Seperti yang sudah kita ketahui mulai merebaknya wabah virus corona, yang akhirnya mengubah kuliah tatap muka menjadi kuliah daring. Sebenarnya bukan isu besar, Karena harusnya memang bisa dilakukan dan tidak masalah banyak dosen dan mahasiswa, hakikatnya mudah melakukan kuliah dengan berbagai model.
Baik itu melalui video conference, google classroom, email atau grup WA sekalipun, semua bisa dilakukan. "Jadi, soal akademik tidak problem. Tapi justru, problemnya di soal fasilitas," kata Arif dalam keterangan tertulisnya melalui Messenger WhatsApp kepada Nkriterkini.com, Selasa (12/5/2020).
Kenapa problemnya difasilitas? Harusnya pihak kampus sudah mengetahui letak dan biografi setiap mahasiswanya, yang mana tidak semua mahasiswa mudah untuk melakukan system itu semua, pastinya akan banyak kendala-kendala yang dihadapi mulai dari jaringan dan kuota. Salain itu, mahasiswa juga dituntut untuk sistem unggah tugas/ujian pada sitem yang sudah disediakan.
Menyoal sistem, kata Arif, sebetulnya program dan niat kampus itu bagus, terintegrasi dalam satu sistem, yang dinamakan Siakad, akan tetapi disitu juga dinilai akan banyak merugikan mahasiswa dan kurang toleransi terhadap setiap mahaiswa.
"Hal ini yang disebut mengancam mahasiswa, mahasiswa dituntut untuk sempurna namun fasilitas dan kebijakan yang disuguhkan tidak lah sempurna," tegas Arif yang juga merupakan salah satu aktivis kemanusiaan.

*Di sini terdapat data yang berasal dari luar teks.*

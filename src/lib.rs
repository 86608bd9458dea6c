//! Data-access layer for a nonprofit's volunteer and donation site.
//!
//! - [`client::ApiClient`] sends JSON requests with auth, per-attempt
//!   timeouts, error classification and exponential-backoff retries
//! - [`cache::TtlCache`] holds responses for a time-to-live under an LRU bound
//! - [`query::Query`] ties an operation to the cache, the network status and
//!   the retry policy, and tracks data/loading/error
//! - [`context::AppContext`] owns the shared state and the cache sweep
//! - [`api::NonprofitApi`] is the typed client for the site's endpoints

pub mod api;
pub mod cache;
pub mod client;
pub mod config;
pub mod context;
pub mod error;
pub mod logging;
pub mod network;
pub mod notify;
pub mod query;
pub mod retry;
pub mod storage;
pub mod transport;

pub use client::{ApiClient, RequestOptions};
pub use context::AppContext;
pub use error::{ApiError, ErrorKind};
pub use query::{Query, QueryOptions, RequestState};
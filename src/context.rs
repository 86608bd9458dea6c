//! Process-wide client state, constructed once and handed to consumers.

use parking_lot::Mutex;
use std::collections::HashMap;
use std::num::NonZeroUsize;
use std::sync::Arc;
use std::time::Duration;

use crate::cache::{Sweeper, TtlCache};
use crate::config::CacheConfig;
use crate::error::ApiError;
use crate::network::NetworkStatus;
use crate::notify::Notifier;

#[derive(Debug, Clone, Copy)]
pub struct CacheSettings {
  pub capacity: NonZeroUsize,
  pub default_ttl: Duration,
  pub sweep_interval: Duration,
}

impl Default for CacheSettings {
  fn default() -> Self {
    Self::from(&CacheConfig::default())
  }
}

impl From<&CacheConfig> for CacheSettings {
  fn from(config: &CacheConfig) -> Self {
    Self {
      capacity: NonZeroUsize::new(config.capacity).unwrap_or(NonZeroUsize::MIN),
      default_ttl: config.ttl(),
      sweep_interval: config.sweep_interval(),
    }
  }
}

/// Shared state behind every query: response cache, network status,
/// notifications, and per-key loading/error flags.
///
/// Clones share the same state. The periodic cache sweep runs between
/// [`start`](AppContext::start) and [`shutdown`](AppContext::shutdown), and
/// stops by itself once the last clone is dropped.
#[derive(Clone)]
pub struct AppContext {
  inner: Arc<Inner>,
}

struct Inner {
  cache: Arc<TtlCache>,
  network: NetworkStatus,
  notifier: Notifier,
  // In-flight queries per key
  loading: Mutex<HashMap<String, usize>>,
  errors: Mutex<HashMap<String, ApiError>>,
  sweep_interval: Duration,
  sweeper: Mutex<Option<Sweeper>>,
}

impl AppContext {
  pub fn new(settings: CacheSettings, online: bool) -> Self {
    Self {
      inner: Arc::new(Inner {
        cache: Arc::new(TtlCache::new(settings.capacity, settings.default_ttl)),
        network: NetworkStatus::new(online),
        notifier: Notifier::new(),
        loading: Mutex::new(HashMap::new()),
        errors: Mutex::new(HashMap::new()),
        sweep_interval: settings.sweep_interval,
        sweeper: Mutex::new(None),
      }),
    }
  }

  pub fn from_config(config: &CacheConfig) -> Self {
    Self::new(CacheSettings::from(config), true)
  }

  /// Start the background cache sweep. Must be called inside a tokio
  /// runtime. Calling it again while running does nothing.
  pub fn start(&self) {
    let mut sweeper = self.inner.sweeper.lock();
    if sweeper.as_ref().is_some_and(Sweeper::is_running) {
      return;
    }
    tracing::debug!(interval = ?self.inner.sweep_interval, "Starting cache sweep");
    *sweeper = Some(Sweeper::spawn(&self.inner.cache, self.inner.sweep_interval));
  }

  /// Stop the background cache sweep.
  pub fn shutdown(&self) {
    if let Some(sweeper) = self.inner.sweeper.lock().take() {
      tracing::debug!("Stopping cache sweep");
      sweeper.stop();
    }
  }

  pub fn is_running(&self) -> bool {
    self
      .inner
      .sweeper
      .lock()
      .as_ref()
      .is_some_and(Sweeper::is_running)
  }

  pub fn cache(&self) -> &TtlCache {
    &self.inner.cache
  }

  pub fn network(&self) -> &NetworkStatus {
    &self.inner.network
  }

  pub fn is_online(&self) -> bool {
    self.inner.network.is_online()
  }

  pub fn notifier(&self) -> &Notifier {
    &self.inner.notifier
  }

  /// Mark one more in-flight load for `key`.
  pub fn begin_loading(&self, key: &str) {
    *self.inner.loading.lock().entry(key.to_string()).or_insert(0) += 1;
  }

  /// Mark one in-flight load for `key` as done. The key stays loading until
  /// every load that began has ended.
  pub fn end_loading(&self, key: &str) {
    let mut loading = self.inner.loading.lock();
    if let Some(count) = loading.get_mut(key) {
      *count -= 1;
      if *count == 0 {
        loading.remove(key);
      }
    }
  }

  pub fn is_loading(&self, key: &str) -> bool {
    self.inner.loading.lock().contains_key(key)
  }

  pub fn any_loading(&self) -> bool {
    !self.inner.loading.lock().is_empty()
  }

  pub fn set_error(&self, key: &str, error: Option<ApiError>) {
    let mut errors = self.inner.errors.lock();
    match error {
      Some(error) => {
        errors.insert(key.to_string(), error);
      }
      None => {
        errors.remove(key);
      }
    }
  }

  pub fn error(&self, key: &str) -> Option<ApiError> {
    self.inner.errors.lock().get(key).cloned()
  }

  pub fn clear_errors(&self) {
    self.inner.errors.lock().clear();
  }
}

impl Default for AppContext {
  fn default() -> Self {
    Self::new(CacheSettings::default(), true)
  }
}
//! Transient user-facing notifications.

use chrono::{DateTime, Utc};
use parking_lot::Mutex;
use std::collections::VecDeque;
use std::sync::Arc;
use tokio::sync::broadcast;

use crate::error::{ApiError, ErrorKind};

/// How many notifications are kept for [`Notifier::recent`].
const RECENT_LIMIT: usize = 20;

#[derive(Debug, Clone, PartialEq)]
pub struct Notification {
  pub kind: ErrorKind,
  pub message: String,
  pub raised_at: DateTime<Utc>,
}

/// Collects notifications and fans them out to subscribers.
#[derive(Clone)]
pub struct Notifier {
  recent: Arc<Mutex<VecDeque<Notification>>>,
  tx: broadcast::Sender<Notification>,
}

impl Notifier {
  pub fn new() -> Self {
    let (tx, _rx) = broadcast::channel(RECENT_LIMIT);
    Self {
      recent: Arc::new(Mutex::new(VecDeque::with_capacity(RECENT_LIMIT))),
      tx,
    }
  }

  pub fn raise(&self, kind: ErrorKind, message: impl Into<String>) {
    let notification = Notification {
      kind,
      message: message.into(),
      raised_at: Utc::now(),
    };
    tracing::info!(kind = %kind, "Notification: {}", notification.message);

    {
      let mut recent = self.recent.lock();
      if recent.len() == RECENT_LIMIT {
        recent.pop_front();
      }
      recent.push_back(notification.clone());
    }

    // No subscribers is fine
    let _ = self.tx.send(notification);
  }

  /// Raise a notification for a terminal error if its kind warrants one.
  pub fn raise_for(&self, error: &ApiError) -> bool {
    if !error.kind().should_notify() {
      return false;
    }
    let message = match error.kind() {
      ErrorKind::Network => format!("Network problem: {}", error.message()),
      _ => format!("Server error: {}", error.message()),
    };
    self.raise(error.kind(), message);
    true
  }

  pub fn recent(&self) -> Vec<Notification> {
    self.recent.lock().iter().cloned().collect()
  }

  pub fn dismiss_all(&self) {
    self.recent.lock().clear();
  }

  pub fn subscribe(&self) -> broadcast::Receiver<Notification> {
    self.tx.subscribe()
  }
}

impl Default for Notifier {
  fn default() -> Self {
    Self::new()
  }
}

#[cfg(test)]
mod tests {
  use super::*;

  #[test]
  fn test_only_network_and_server_notify() {
    let notifier = Notifier::new();

    assert!(notifier.raise_for(&ApiError::network("down")));
    assert!(notifier.raise_for(&ApiError::from_response(500, None)));
    assert!(!notifier.raise_for(&ApiError::from_response(400, None)));
    assert!(!notifier.raise_for(&ApiError::timeout(10)));

    let kinds: Vec<ErrorKind> = notifier.recent().iter().map(|n| n.kind).collect();
    assert_eq!(kinds, vec![ErrorKind::Network, ErrorKind::Server]);
  }

  #[test]
  fn test_recent_is_bounded() {
    let notifier = Notifier::new();
    for i in 0..(RECENT_LIMIT + 5) {
      notifier.raise(ErrorKind::Server, format!("n{}", i));
    }

    let recent = notifier.recent();
    assert_eq!(recent.len(), RECENT_LIMIT);
    assert_eq!(recent[0].message, "n5");

    notifier.dismiss_all();
    assert!(notifier.recent().is_empty());
  }

  #[tokio::test]
  async fn test_subscribers_receive() {
    let notifier = Notifier::new();
    let mut rx = notifier.subscribe();

    notifier.raise(ErrorKind::Network, "offline");
    let received = rx.recv().await.unwrap();
    assert_eq!(received.message, "offline");
  }
}
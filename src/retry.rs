//! Retry policy shared by the request executor and the fetch hook.

use std::time::Duration;

use crate::error::ApiError;

/// What to do after a failed attempt.
#[derive(Debug, Clone, Copy, PartialEq, Eq)]
pub enum RetryDecision {
  /// Wait for the given delay, then try again
  Retry(Duration),
  /// Surface the error to the caller
  GiveUp,
}

/// Exponential backoff over the error taxonomy.
///
/// Permanent failures are never retried. Transient ones are retried up to
/// `max_retries` times, waiting `base_delay * 2^attempt` (capped at
/// `max_delay`) before each new attempt.
#[derive(Debug, Clone, Copy, PartialEq, Eq)]
pub struct RetryPolicy {
  pub max_retries: u32,
  pub base_delay: Duration,
  pub max_delay: Duration,
}

impl Default for RetryPolicy {
  fn default() -> Self {
    Self {
      max_retries: 3,
      base_delay: Duration::from_secs(1),
      max_delay: Duration::from_secs(60),
    }
  }
}

impl RetryPolicy {
  pub fn new(max_retries: u32) -> Self {
    Self {
      max_retries,
      ..Self::default()
    }
  }

  /// A policy that never retries.
  pub fn none() -> Self {
    Self::new(0)
  }

  pub fn with_base_delay(mut self, base_delay: Duration) -> Self {
    self.base_delay = base_delay;
    self
  }

  /// Decide whether to retry after `attempt` (0-based) failed with `error`.
  pub fn decide(&self, error: &ApiError, attempt: u32) -> RetryDecision {
    if !error.kind().is_retryable() || attempt >= self.max_retries {
      return RetryDecision::GiveUp;
    }
    RetryDecision::Retry(self.delay_for(attempt))
  }

  /// Backoff before the retry that follows `attempt`.
  pub fn delay_for(&self, attempt: u32) -> Duration {
    let factor = 2u32.checked_pow(attempt).unwrap_or(u32::MAX);
    self
      .base_delay
      .checked_mul(factor)
      .unwrap_or(self.max_delay)
      .min(self.max_delay)
  }
}

#[cfg(test)]
mod tests {
  use super::*;
  use crate::error::ErrorKind;

  fn error(kind: ErrorKind) -> ApiError {
    ApiError::new(kind, 0, "boom")
  }

  #[test]
  fn test_permanent_errors_give_up_immediately() {
    let policy = RetryPolicy::new(5);
    for kind in [
      ErrorKind::Validation,
      ErrorKind::Authentication,
      ErrorKind::Authorization,
      ErrorKind::NotFound,
    ] {
      assert_eq!(policy.decide(&error(kind), 0), RetryDecision::GiveUp);
    }
  }

  #[test]
  fn test_transient_errors_retry_until_exhausted() {
    let policy = RetryPolicy::new(2);
    let err = error(ErrorKind::Server);

    assert_eq!(
      policy.decide(&err, 0),
      RetryDecision::Retry(Duration::from_secs(1))
    );
    assert_eq!(
      policy.decide(&err, 1),
      RetryDecision::Retry(Duration::from_secs(2))
    );
    assert_eq!(policy.decide(&err, 2), RetryDecision::GiveUp);
  }

  #[test]
  fn test_backoff_is_non_decreasing_and_capped() {
    let policy = RetryPolicy {
      max_retries: 40,
      base_delay: Duration::from_secs(1),
      max_delay: Duration::from_secs(30),
    };

    let delays: Vec<Duration> = (0..40).map(|a| policy.delay_for(a)).collect();
    assert!(delays.windows(2).all(|w| w[0] <= w[1]));
    assert_eq!(delays[3], Duration::from_secs(8));
    assert_eq!(*delays.last().unwrap(), Duration::from_secs(30));
  }

  #[test]
  fn test_none_never_retries() {
    let policy = RetryPolicy::none();
    assert_eq!(
      policy.decide(&error(ErrorKind::Network), 0),
      RetryDecision::GiveUp
    );
  }
}
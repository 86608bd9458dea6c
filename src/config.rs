use color_eyre::{eyre::eyre, Result};
use serde::Deserialize;
use std::path::{Path, PathBuf};
use std::time::Duration;
use url::Url;

/// Environment variable overriding `api.base_url`.
pub const ENV_API_URL: &str = "GIVEBACK_API_URL";
/// Environment variable overriding `api.timeout_ms`.
pub const ENV_API_TIMEOUT: &str = "GIVEBACK_API_TIMEOUT";
/// Environment variable holding the password for `login`/`register`.
pub const ENV_PASSWORD: &str = "GIVEBACK_PASSWORD";

#[derive(Debug, Clone, Default, Deserialize)]
pub struct Config {
  #[serde(default)]
  pub api: ApiConfig,
  #[serde(default)]
  pub cache: CacheConfig,
}

#[derive(Debug, Clone, Deserialize)]
pub struct ApiConfig {
  /// Base URL every relative request path is joined to
  #[serde(default = "default_base_url")]
  pub base_url: String,
  /// Per-attempt timeout
  #[serde(default = "default_timeout_ms")]
  pub timeout_ms: u64,
  /// Retries after the first attempt for transient failures
  #[serde(default = "default_max_retries")]
  pub max_retries: u32,
}

impl Default for ApiConfig {
  fn default() -> Self {
    Self {
      base_url: default_base_url(),
      timeout_ms: default_timeout_ms(),
      max_retries: default_max_retries(),
    }
  }
}

#[derive(Debug, Clone, Deserialize)]
pub struct CacheConfig {
  /// Default time-to-live for cached responses
  #[serde(default = "default_ttl_ms")]
  pub ttl_ms: u64,
  /// How often expired entries are swept
  #[serde(default = "default_sweep_interval_secs")]
  pub sweep_interval_secs: u64,
  /// Maximum number of entries before least recently used ones are evicted
  #[serde(default = "default_capacity")]
  pub capacity: usize,
}

impl Default for CacheConfig {
  fn default() -> Self {
    Self {
      ttl_ms: default_ttl_ms(),
      sweep_interval_secs: default_sweep_interval_secs(),
      capacity: default_capacity(),
    }
  }
}

fn default_base_url() -> String {
  "http://localhost:5000/api".to_string()
}

fn default_timeout_ms() -> u64 {
  10_000
}

fn default_max_retries() -> u32 {
  3
}

fn default_ttl_ms() -> u64 {
  300_000
}

fn default_sweep_interval_secs() -> u64 {
  60
}

fn default_capacity() -> usize {
  500
}

impl ApiConfig {
  pub fn timeout(&self) -> Duration {
    Duration::from_millis(self.timeout_ms)
  }
}

impl CacheConfig {
  pub fn ttl(&self) -> Duration {
    Duration::from_millis(self.ttl_ms)
  }

  pub fn sweep_interval(&self) -> Duration {
    Duration::from_secs(self.sweep_interval_secs.max(1))
  }
}

impl Config {
  /// Load configuration from file, then apply environment overrides.
  ///
  /// Search order:
  /// 1. Explicit path if provided
  /// 2. ./giveback.yaml (current directory)
  /// 3. $XDG_CONFIG_HOME/giveback/config.yaml
  ///
  /// With no file found the built-in defaults are used.
  pub fn load(explicit_path: Option<&Path>) -> Result<Self> {
    let path = if let Some(p) = explicit_path {
      if p.exists() {
        Some(p.to_path_buf())
      } else {
        return Err(eyre!("Config file not found: {}", p.display()));
      }
    } else {
      Self::find_config_file()
    };

    let mut config = match path {
      Some(p) => Self::load_from_path(&p)?,
      None => {
        tracing::debug!("No config file found, using defaults");
        Config::default()
      }
    };

    config.apply_overrides(|name| std::env::var(name).ok())?;
    config.validate()?;
    Ok(config)
  }

  fn find_config_file() -> Option<PathBuf> {
    // Check current directory
    let local = PathBuf::from("giveback.yaml");
    if local.exists() {
      return Some(local);
    }

    // Check XDG config directory
    if let Some(config_dir) = dirs::config_dir() {
      let xdg_path = config_dir.join("giveback").join("config.yaml");
      if xdg_path.exists() {
        return Some(xdg_path);
      }
    }

    None
  }

  fn load_from_path(path: &Path) -> Result<Self> {
    let contents = std::fs::read_to_string(path)
      .map_err(|e| eyre!("Failed to read config file {}: {}", path.display(), e))?;

    Self::from_yaml(&contents)
      .map_err(|e| eyre!("Failed to parse config file {}: {}", path.display(), e))
  }

  pub fn from_yaml(contents: &str) -> Result<Self> {
    // An empty file is a valid config with all defaults
    if contents.trim().is_empty() {
      return Ok(Config::default());
    }
    serde_yaml::from_str(contents).map_err(|e| eyre!("{}", e))
  }

  /// Apply environment overrides. `lookup` returns the value of a variable.
  pub fn apply_overrides(&mut self, lookup: impl Fn(&str) -> Option<String>) -> Result<()> {
    if let Some(url) = lookup(ENV_API_URL).filter(|v| !v.trim().is_empty()) {
      self.api.base_url = url.trim().to_string();
    }

    if let Some(timeout) = lookup(ENV_API_TIMEOUT).filter(|v| !v.trim().is_empty()) {
      self.api.timeout_ms = timeout
        .trim()
        .parse()
        .map_err(|_| eyre!("{} must be a number of milliseconds, got '{}'", ENV_API_TIMEOUT, timeout))?;
    }

    Ok(())
  }

  /// Check the values that cannot be expressed by the types alone.
  pub fn validate(&self) -> Result<()> {
    let url = Url::parse(&self.api.base_url)
      .map_err(|e| eyre!("Invalid API base URL '{}': {}", self.api.base_url, e))?;
    if !matches!(url.scheme(), "http" | "https") {
      return Err(eyre!(
        "API base URL must use http or https, got '{}'",
        url.scheme()
      ));
    }
    if self.api.timeout_ms == 0 {
      return Err(eyre!("api.timeout_ms must be greater than zero"));
    }
    if self.cache.capacity == 0 {
      return Err(eyre!("cache.capacity must be greater than zero"));
    }
    Ok(())
  }

  /// Get the password for login/register from the environment.
  pub fn get_password() -> Result<String> {
    std::env::var(ENV_PASSWORD)
      .map_err(|_| eyre!("Password not found. Set the {} environment variable.", ENV_PASSWORD))
  }
}

/// Directory for persisted state and logs.
pub fn data_dir() -> Result<PathBuf> {
  let data_dir = dirs::data_dir()
    .or_else(|| dirs::home_dir().map(|p| p.join(".local/share")))
    .ok_or_else(|| eyre!("Could not determine data directory"))?;

  Ok(data_dir.join("giveback"))
}
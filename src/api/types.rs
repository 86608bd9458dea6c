//! Serde types matching the nonprofit API's JSON.
//!
//! Field names follow the server's camelCase. Everything the server may omit
//! is defaulted so that partial records still deserialize.

use serde::{de::DeserializeOwned, Deserialize, Serialize};
use serde_json::Value;
use std::collections::HashMap;

use crate::error::{ApiError, ErrorKind, NO_STATUS};

/// Keys the server puts next to `data` in its response wrapper.
const ENVELOPE_KEYS: &[&str] = &["data", "success", "message", "count"];

/// Decode a response that may or may not be wrapped as `{ "data": ... }`.
///
/// An object only counts as a wrapper when it has `data` and nothing but
/// wrapper keys, so records that carry their own `data` field come through
/// whole.
pub fn unwrap_envelope<T: DeserializeOwned>(value: Value) -> Result<T, ApiError> {
  let inner = match value {
    Value::Object(mut map) if is_envelope(&map) => map.remove("data").unwrap_or(Value::Null),
    other => other,
  };
  serde_json::from_value(inner).map_err(|e| {
    ApiError::new(
      ErrorKind::Unknown,
      NO_STATUS,
      format!("Unexpected response shape: {}", e),
    )
  })
}

fn is_envelope(map: &serde_json::Map<String, Value>) -> bool {
  map.contains_key("data") && map.keys().all(|k| ENVELOPE_KEYS.contains(&k.as_str()))
}

// ============================================================================
// Auth
// ============================================================================

#[derive(Debug, Clone, Default, PartialEq, Serialize, Deserialize)]
#[serde(rename_all = "camelCase", default)]
pub struct User {
  #[serde(alias = "_id")]
  pub id: String,
  pub name: String,
  pub email: String,
  pub role: Option<String>,
}

#[derive(Debug, Serialize)]
pub struct LoginRequest<'a> {
  pub email: &'a str,
  pub password: &'a str,
}

#[derive(Debug, Serialize)]
pub struct RegisterRequest<'a> {
  pub name: &'a str,
  pub email: &'a str,
  pub password: &'a str,
}

#[derive(Debug, Deserialize)]
pub struct AuthResponse {
  pub token: String,
  pub user: User,
}

// ============================================================================
// Volunteers
// ============================================================================

#[derive(Debug, Clone, Default, PartialEq, Serialize, Deserialize)]
#[serde(rename_all = "camelCase", default)]
pub struct Volunteer {
  #[serde(alias = "_id")]
  pub id: String,
  pub name: String,
  pub email: String,
  pub phone: Option<String>,
  pub interests: Vec<String>,
  pub availability: Option<String>,
  pub status: Option<String>,
  pub created_at: Option<String>,
}

#[derive(Debug, Clone, Default, Serialize)]
#[serde(rename_all = "camelCase")]
pub struct VolunteerApplication {
  pub name: String,
  pub email: String,
  #[serde(skip_serializing_if = "Option::is_none")]
  pub phone: Option<String>,
  pub interests: Vec<String>,
  #[serde(skip_serializing_if = "Option::is_none")]
  pub availability: Option<String>,
  #[serde(skip_serializing_if = "Option::is_none")]
  pub message: Option<String>,
}

// ============================================================================
// Donations
// ============================================================================

#[derive(Debug, Clone, Copy, Default, PartialEq, Eq, Serialize, Deserialize)]
#[serde(rename_all = "kebab-case")]
pub enum DonationFrequency {
  #[default]
  OneTime,
  Monthly,
  Yearly,
}

#[derive(Debug, Clone, Default, PartialEq, Serialize, Deserialize)]
#[serde(rename_all = "camelCase", default)]
pub struct Donation {
  #[serde(alias = "_id")]
  pub id: String,
  pub amount: f64,
  pub currency: String,
  pub frequency: DonationFrequency,
  pub donor_name: Option<String>,
  pub donor_email: Option<String>,
  pub status: Option<String>,
  pub created_at: Option<String>,
}

#[derive(Debug, Clone, Default, Serialize)]
#[serde(rename_all = "camelCase")]
pub struct DonationRequest {
  pub amount: f64,
  pub currency: String,
  pub frequency: DonationFrequency,
  pub donor_name: String,
  pub donor_email: String,
  #[serde(skip_serializing_if = "Option::is_none")]
  pub message: Option<String>,
  pub anonymous: bool,
}

#[derive(Debug, Clone, Serialize)]
#[serde(rename_all = "camelCase")]
pub struct PaymentRequest {
  pub donation_id: String,
  pub amount: f64,
  pub currency: String,
  /// Opaque token issued by the payment provider's client SDK
  pub payment_token: String,
}

#[derive(Debug, Clone, Default, PartialEq, Deserialize)]
#[serde(rename_all = "camelCase", default)]
pub struct PaymentResult {
  pub status: String,
  pub transaction_id: Option<String>,
  pub message: Option<String>,
}

// ============================================================================
// Contact, impact, stories
// ============================================================================

#[derive(Debug, Clone, Default, Serialize)]
pub struct ContactMessage {
  pub name: String,
  pub email: String,
  pub subject: String,
  pub message: String,
}

#[derive(Debug, Clone, Default, PartialEq, Deserialize)]
#[serde(default)]
pub struct ContactReceipt {
  pub success: bool,
  pub message: Option<String>,
}

#[derive(Debug, Clone, Default, PartialEq, Serialize, Deserialize)]
#[serde(rename_all = "camelCase", default)]
pub struct ImpactStats {
  pub volunteers: u64,
  pub donations_total: f64,
  pub projects: u64,
  pub people_helped: u64,
  // Anything else the server reports
  #[serde(flatten)]
  pub extra: HashMap<String, Value>,
}

#[derive(Debug, Clone, Default, PartialEq, Serialize, Deserialize)]
#[serde(rename_all = "camelCase", default)]
pub struct Story {
  #[serde(alias = "_id")]
  pub id: String,
  pub title: String,
  pub summary: Option<String>,
  pub content: Option<String>,
  pub author: Option<String>,
  pub image_url: Option<String>,
  pub published_at: Option<String>,
}
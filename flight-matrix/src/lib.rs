//! Itinerary shopping solution-search engine.
//!
//! Given a multi-leg travel request with candidate flights per leg and a
//! stream of increasingly expensive priced fare groupings, produce a
//! bounded, diversified flight matrix of priced solutions plus a larger
//! estimate matrix of cheaply derived neighbors.

pub mod domain;
pub mod engine;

Selain mahasiswa, menurutnya, Dosen pun bisa juga bermasalah secara psikologis dikarenakan sehari-harinya mereka mengajar dan beraktivitas di kampus. "Tapi sekarang harus drop, tidak ke kampus dan hanya dirumah aja. Bisa jadi, jenuh dan gelisah. Bila mengajar daring pun, pastinya tidak optimal," ungkapnya.
Sebagai insan akademis, tentunya solusi terbaik yang harus disiapkan oleh kampus adalah yang dapat menjaga ketertiban dan pembelajaran kepada mahasiswanya.
Disamping itu, dosen dan perguruan tinggi juga harus dapat menyunguhkan fasilitas yang dapat menunjang pembelajaran di tengah wabah virus corona, sehingga tidak akan tercipta keluhan dan protes mahasiswa untuk menuntut keadilan dari kampus.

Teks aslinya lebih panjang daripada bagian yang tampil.